An improved articulable assembly should desirably also permit relatively precise control of the orientation of the end effector relative to the longitudinal axis of the instrument. Further, it would be beneficial if such control could be exercised with a minimal amount of required input force or torque. Additionally, such an improved articulable assembly should easily accommodate operation and control from the proximal end of the instrument exterior of the body cavity.
Also, it would be desirable to provide a system for transporting fasteners, such as ligating clips or staples, through the articulable assembly.
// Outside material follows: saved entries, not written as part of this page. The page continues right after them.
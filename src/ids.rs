use ulid::Ulid;

/// New primary key. Rows are keyed by ULID strings so ids sort by creation time.
pub fn new_id() -> String {
    Ulid::new().to_string()
}

pub fn is_valid_id(raw: &str) -> bool {
    raw.len() == 26 && Ulid::from_string(raw).is_ok()
}
use serde::Serialize;

use crate::{
    config::{AppConfig, FeatureFlags},
    oauth::providers::Provider,
};

#[derive(Debug, Serialize)]
pub struct AppInfo {
    pub name: &'static str,
    pub version: &'static str,
    pub environment: String,
    pub base_url: String,
}

#[derive(Debug, Serialize)]
pub struct ProviderStatus {
    pub id: &'static str,
    pub name: &'static str,
    pub configured: bool,
    pub enabled: bool,
}

#[derive(Debug, Serialize)]
pub struct StorageInfo {
    pub bucket: String,
    pub endpoint: String,
    pub region: String,
}

#[derive(Debug, Serialize)]
pub struct MailInfo {
    pub transport: &'static str,
    pub from: String,
}

#[derive(Debug, Serialize)]
pub struct SessionInfo {
    pub ttl_minutes: i64,
    pub cookie_secure: bool,
    pub default_role: String,
    pub admin_emails: usize,
}

/// Read-only settings screen. Never carries secrets.
#[derive(Debug, Serialize)]
pub struct SettingsView {
    pub app: AppInfo,
    pub features: FeatureFlags,
    pub providers: Vec<ProviderStatus>,
    pub session: SessionInfo,
    pub storage: StorageInfo,
    pub mail: MailInfo,
}

impl SettingsView {
    pub fn from_config(cfg: &AppConfig, mail_transport: &'static str) -> Self {
        Self {
            app: AppInfo {
                name: env!("CARGO_PKG_NAME"),
                version: env!("CARGO_PKG_VERSION"),
                environment: cfg.environment.clone(),
                base_url: cfg.base_url.clone(),
            },
            features: cfg.features.clone(),
            providers: Provider::ALL
                .iter()
                .map(|p| ProviderStatus {
                    id: p.name(),
                    name: p.display_name(),
                    configured: p.configured(cfg),
                    enabled: p.enabled(cfg),
                })
                .collect(),
            session: SessionInfo {
                ttl_minutes: cfg.jwt.session_ttl_minutes,
                cookie_secure: cfg.cookie_secure,
                default_role: cfg.default_role.clone(),
                admin_emails: cfg.admin_emails.len(),
            },
            storage: StorageInfo {
                bucket: cfg.storage.bucket.clone(),
                endpoint: cfg.storage.endpoint.clone(),
                region: cfg.storage.region.clone(),
            },
            mail: MailInfo {
                transport: mail_transport,
                from: cfg.mail.from.clone(),
            },
        }
    }
}

#[cfg(test)]
mod tests {
    use super::*;
    use crate::config::{OAuthClientConfig, SmtpConfig};

    #[test]
    fn provider_status_reflects_toggle_and_credentials() {
        let mut cfg = AppConfig::for_tests();
        cfg.github = Some(OAuthClientConfig {
            client_id: "gh-id".into(),
            client_secret: "gh-secret".into(),
        });
        cfg.features.google = true;
        let view = SettingsView::from_config(&cfg, "log");
        let gh = &view.providers[0];
        assert_eq!((gh.id, gh.configured, gh.enabled), ("github", true, false));
        let g = &view.providers[1];
        assert_eq!((g.id, g.configured, g.enabled), ("google", false, true));
    }

    #[test]
    fn secrets_never_serialized() {
        let mut cfg = AppConfig::for_tests();
        cfg.github = Some(OAuthClientConfig {
            client_id: "gh-id".into(),
            client_secret: "gh-super-secret".into(),
        });
        cfg.storage.secret_key = "s3-super-secret".into();
        cfg.mail.smtp = Some(SmtpConfig {
            host: "smtp.example.com".into(),
            port: 587,
            username: Some("mailer".into()),
            password: Some("smtp-super-secret".into()),
        });
        let json = serde_json::to_string(&SettingsView::from_config(&cfg, "smtp")).unwrap();
        assert!(!json.contains("super-secret"));
        assert!(!json.contains("test-secret"));
        assert!(json.contains("\"transport\":\"smtp\""));
    }
}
Such a system should accommodate movement of the fasteners when the end effector is articulated, as well as when the end effector is aligned with the instrument main shaft. Further, such a fastener transport system should desirably isolate the fasteners within the assembly from adjacent mechanisms so as to avoid interference with the fasteners and/or contamination thereof.
The present invention provides an improved articulable assembly for an instrument used in an endoscopic procedure which can accommodate designs having the above-discussed benefits and features.